> _Records supplied_:
[Start of section]

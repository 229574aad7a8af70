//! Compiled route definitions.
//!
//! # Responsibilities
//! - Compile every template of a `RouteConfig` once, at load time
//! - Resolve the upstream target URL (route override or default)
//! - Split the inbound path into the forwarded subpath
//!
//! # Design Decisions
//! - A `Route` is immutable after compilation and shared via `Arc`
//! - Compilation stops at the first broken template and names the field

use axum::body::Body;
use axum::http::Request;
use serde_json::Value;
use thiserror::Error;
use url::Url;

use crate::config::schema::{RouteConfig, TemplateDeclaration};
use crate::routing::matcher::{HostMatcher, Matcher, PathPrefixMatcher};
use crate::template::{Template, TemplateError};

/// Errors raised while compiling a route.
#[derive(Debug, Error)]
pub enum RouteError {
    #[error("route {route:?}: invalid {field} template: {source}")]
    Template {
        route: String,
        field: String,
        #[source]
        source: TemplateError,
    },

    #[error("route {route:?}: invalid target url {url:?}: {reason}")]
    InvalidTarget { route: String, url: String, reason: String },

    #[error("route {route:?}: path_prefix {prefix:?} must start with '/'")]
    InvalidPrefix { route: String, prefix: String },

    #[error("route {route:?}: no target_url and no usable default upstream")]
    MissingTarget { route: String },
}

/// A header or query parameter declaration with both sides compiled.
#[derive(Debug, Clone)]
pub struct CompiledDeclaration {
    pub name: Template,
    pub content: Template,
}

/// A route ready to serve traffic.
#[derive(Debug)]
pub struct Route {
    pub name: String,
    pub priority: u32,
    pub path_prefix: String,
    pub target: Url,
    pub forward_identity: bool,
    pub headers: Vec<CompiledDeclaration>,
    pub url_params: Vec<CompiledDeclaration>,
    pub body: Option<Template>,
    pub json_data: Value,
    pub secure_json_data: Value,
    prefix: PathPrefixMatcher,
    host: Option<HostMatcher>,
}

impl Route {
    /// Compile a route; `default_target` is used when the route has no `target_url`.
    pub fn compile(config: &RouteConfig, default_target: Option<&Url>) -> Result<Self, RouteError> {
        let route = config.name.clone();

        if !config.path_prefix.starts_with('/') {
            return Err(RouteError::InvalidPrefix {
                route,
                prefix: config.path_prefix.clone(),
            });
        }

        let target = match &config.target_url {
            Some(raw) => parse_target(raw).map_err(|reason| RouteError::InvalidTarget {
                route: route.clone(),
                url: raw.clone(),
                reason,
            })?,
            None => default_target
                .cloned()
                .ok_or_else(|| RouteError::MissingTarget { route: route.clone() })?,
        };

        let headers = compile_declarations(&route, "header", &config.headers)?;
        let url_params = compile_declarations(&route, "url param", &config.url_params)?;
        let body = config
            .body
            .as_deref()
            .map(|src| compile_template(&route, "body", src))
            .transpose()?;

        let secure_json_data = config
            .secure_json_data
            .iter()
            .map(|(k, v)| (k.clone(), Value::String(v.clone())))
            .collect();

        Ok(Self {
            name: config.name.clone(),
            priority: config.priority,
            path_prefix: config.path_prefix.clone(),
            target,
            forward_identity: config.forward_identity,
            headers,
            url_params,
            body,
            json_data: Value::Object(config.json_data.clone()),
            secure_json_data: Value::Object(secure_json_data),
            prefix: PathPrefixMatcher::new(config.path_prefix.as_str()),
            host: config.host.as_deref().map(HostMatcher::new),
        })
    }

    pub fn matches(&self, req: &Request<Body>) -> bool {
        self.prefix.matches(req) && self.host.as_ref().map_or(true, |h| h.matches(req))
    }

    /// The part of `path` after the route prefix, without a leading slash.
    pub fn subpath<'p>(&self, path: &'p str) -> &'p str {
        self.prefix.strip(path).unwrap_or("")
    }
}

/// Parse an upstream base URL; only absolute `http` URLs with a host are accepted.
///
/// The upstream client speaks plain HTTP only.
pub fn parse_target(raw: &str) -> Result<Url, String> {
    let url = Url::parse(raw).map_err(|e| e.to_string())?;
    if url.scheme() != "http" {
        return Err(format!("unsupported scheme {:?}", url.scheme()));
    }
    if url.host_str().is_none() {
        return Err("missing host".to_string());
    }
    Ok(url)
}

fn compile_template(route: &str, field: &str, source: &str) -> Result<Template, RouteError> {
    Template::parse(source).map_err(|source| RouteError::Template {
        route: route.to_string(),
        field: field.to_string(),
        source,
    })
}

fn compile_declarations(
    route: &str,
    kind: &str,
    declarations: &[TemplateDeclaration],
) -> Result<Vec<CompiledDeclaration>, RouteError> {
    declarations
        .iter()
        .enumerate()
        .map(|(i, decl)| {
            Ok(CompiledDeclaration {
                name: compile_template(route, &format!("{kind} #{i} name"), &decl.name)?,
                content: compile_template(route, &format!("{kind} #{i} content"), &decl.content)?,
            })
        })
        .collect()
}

[End of section]

> _Exercise_: Your output must be an exact copy of every entry.

> _Exercise answer_:
repository 229574aad7a8af70
//! Compiled route definitions.
//!
//! # Responsibilities
//! - Compile every template of a `RouteConfig` once, at load time
//! - Resolve the upstream target URL (route override or default)
//! - Split the inbound path into the forwarded subpath
//!
//! # Design Decisions
//! - A `Route` is immutable after compilation and shared via `Arc`
//! - Compilation stops at the first broken template and names the field

use axum::body::Body;
use axum::http::Request;
use serde_json::Value;
use thiserror::Error;
use url::Url;

use crate::config::schema::{RouteConfig, TemplateDeclaration};
use crate::routing::matcher::{HostMatcher, Matcher, PathPrefixMatcher};
use crate::template::{Template, TemplateError};

/// Errors raised while compiling a route.
#[derive(Debug, Error)]
pub enum RouteError {
    #[error("route {route:?}: invalid {field} template: {source}")]
    Template {
        route: String,
        field: String,
        #[source]
        source: TemplateError,
    },

    #[error("route {route:?}: invalid target url {url:?}: {reason}")]
    InvalidTarget { route: String, url: String, reason: String },

    #[error("route {route:?}: path_prefix {prefix:?} must start with '/'")]
    InvalidPrefix { route: String, prefix: String },

    #[error("route {route:?}: no target_url and no usable default upstream")]
    MissingTarget { route: String },
}

/// A header or query parameter declaration with both sides compiled.
#[derive(Debug, Clone)]
pub struct CompiledDeclaration {
    pub name: Template,
    pub content: Template,
}

/// A route ready to serve traffic.
#[derive(Debug)]
pub struct Route {
    pub name: String,
    pub priority: u32,
    pub path_prefix: String,
    pub target: Url,
    pub forward_identity: bool,
    pub headers: Vec<CompiledDeclaration>,
    pub url_params: Vec<CompiledDeclaration>,
    pub body: Option<Template>,
    pub json_data: Value,
    pub secure_json_data: Value,
    prefix: PathPrefixMatcher,
    host: Option<HostMatcher>,
}

impl Route {
    /// Compile a route; `default_target` is used when the route has no `target_url`.
    pub fn compile(config: &RouteConfig, default_target: Option<&Url>) -> Result<Self, RouteError> {
        let route = config.name.clone();

        if !config.path_prefix.starts_with('/') {
            return Err(RouteError::InvalidPrefix {
                route,
                prefix: config.path_prefix.clone(),
            });
        }

        let target = match &config.target_url {
            Some(raw) => parse_target(raw).map_err(|reason| RouteError::InvalidTarget {
                route: route.clone(),
                url: raw.clone(),
                reason,
            })?,
            None => default_target
                .cloned()
                .ok_or_else(|| RouteError::MissingTarget { route: route.clone() })?,
        };

        let headers = compile_declarations(&route, "header", &config.headers)?;
        let url_params = compile_declarations(&route, "url param", &config.url_params)?;
        let body = config
            .body
            .as_deref()
            .map(|src| compile_template(&route, "body", src))
            .transpose()?;

        let secure_json_data = config
            .secure_json_data
            .iter()
            .map(|(k, v)| (k.clone(), Value::String(v.clone())))
            .collect();

        Ok(Self {
            name: config.name.clone(),
            priority: config.priority,
            path_prefix: config.path_prefix.clone(),
            target,
            forward_identity: config.forward_identity,
            headers,
            url_params,
            body,
            json_data: Value::Object(config.json_data.clone()),
            secure_json_data: Value::Object(secure_json_data),
            prefix: PathPrefixMatcher::new(config.path_prefix.as_str()),
            host: config.host.as_deref().map(HostMatcher::new),
        })
    }

    pub fn matches(&self, req: &Request<Body>) -> bool {
        self.prefix.matches(req) && self.host.as_ref().map_or(true, |h| h.matches(req))
    }

    /// The part of `path` after the route prefix, without a leading slash.
    pub fn subpath<'p>(&self, path: &'p str) -> &'p str {
        self.prefix.strip(path).unwrap_or("")
    }
}

/// Parse an upstream base URL; only absolute `http` URLs with a host are accepted.
///
/// The upstream client speaks plain HTTP only.
pub fn parse_target(raw: &str) -> Result<Url, String> {
    let url = Url::parse(raw).map_err(|e| e.to_string())?;
    if url.scheme() != "http" {
        return Err(format!("unsupported scheme {:?}", url.scheme()));
    }
    if url.host_str().is_none() {
        return Err("missing host".to_string());
    }
    Ok(url)
}

fn compile_template(route: &str, field: &str, source: &str) -> Result<Template, RouteError> {
    Template::parse(source).map_err(|source| RouteError::Template {
        route: route.to_string(),
        field: field.to_string(),
        source,
    })
}

fn compile_declarations(
    route: &str,
    kind: &str,
    declarations: &[TemplateDeclaration],
) -> Result<Vec<CompiledDeclaration>, RouteError> {
    declarations
        .iter()
        .enumerate()
        .map(|(i, decl)| {
            Ok(CompiledDeclaration {
                name: compile_template(route, &format!("{kind} #{i} name"), &decl.name)?,
                content: compile_template(route, &format!("{kind} #{i} content"), &decl.content)?,
            })
        })
        .collect()
}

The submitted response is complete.